---- Information provided

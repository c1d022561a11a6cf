//! Maps placed processing objects to the machine that automates them.

use crate::bee_house::{self, BeeHouse};
use crate::crystalarium::{self, Crystalarium};
use crate::feed_hopper::{self, FeedHopper};
use crate::generic::ObjectMachine;
use crate::recycling::{self, RecyclingMachine};
use crate::{cheese_press, furnace, keg, preserves_jar};
use automate_spatial::{
    Automatable, AutomationFactory, ChestFactory, HookId, HookPriority, HookRegistry, Location,
    TileEntity, World, WorldEntity,
};

/// Every machine type this crate knows how to automate.
pub const MACHINE_TYPES: [&str; 8] = [
    furnace::MACHINE_TYPE,
    keg::MACHINE_TYPE,
    preserves_jar::MACHINE_TYPE,
    cheese_press::MACHINE_TYPE,
    recycling::MACHINE_TYPE,
    crystalarium::MACHINE_TYPE,
    bee_house::MACHINE_TYPE,
    feed_hopper::MACHINE_TYPE,
];

/// Recognizes processing objects by name.
#[derive(Debug, Default)]
pub struct MachineFactory;

impl AutomationFactory for MachineFactory {
    fn name(&self) -> &str {
        "machines"
    }

    fn automatable_for(
        &self,
        world: &World,
        location: &Location,
        entity: TileEntity<'_>,
    ) -> Option<Automatable> {
        let TileEntity::Object { object, .. } = entity else {
            return None;
        };
        let WorldEntity::Machine(handle) = &object.entity else {
            return None;
        };
        let area = object.area;
        let name = object.name.as_str();
        if name == feed_hopper::MACHINE_TYPE {
            let hopper = FeedHopper::new(location.id().clone(), area, world.farm.clone());
            return Some(Automatable::machine(area, hopper));
        }

        let base = ObjectMachine::new(name, location.id().clone(), area, handle.clone());
        let found = match name {
            furnace::MACHINE_TYPE => Automatable::machine(area, furnace::furnace(base)),
            keg::MACHINE_TYPE => Automatable::machine(area, keg::keg(base)),
            preserves_jar::MACHINE_TYPE => {
                Automatable::machine(area, preserves_jar::preserves_jar(base))
            }
            cheese_press::MACHINE_TYPE => {
                Automatable::machine(area, cheese_press::cheese_press(base))
            }
            recycling::MACHINE_TYPE => Automatable::machine(area, RecyclingMachine::new(base)),
            crystalarium::MACHINE_TYPE => Automatable::machine(area, Crystalarium::new(base)),
            bee_house::MACHINE_TYPE => Automatable::machine(area, BeeHouse::new(base)),
            _ => return None,
        };
        Some(found)
    }
}

/// Registers chests and the built-in machines at normal priority.
pub fn register_standard(registry: &HookRegistry) -> [HookId; 2] {
    [
        registry.register_factory(HookPriority::Normal, ChestFactory),
        registry.register_factory(HookPriority::Normal, MachineFactory),
    ]
}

--------

__Task requirements__. Using the material above, return each line in which the word "else" occurs.

__Solution to the exercise__.
        let TileEntity::Object { object, .. } = entity else {
        let WorldEntity::Machine(handle) = &object.entity else {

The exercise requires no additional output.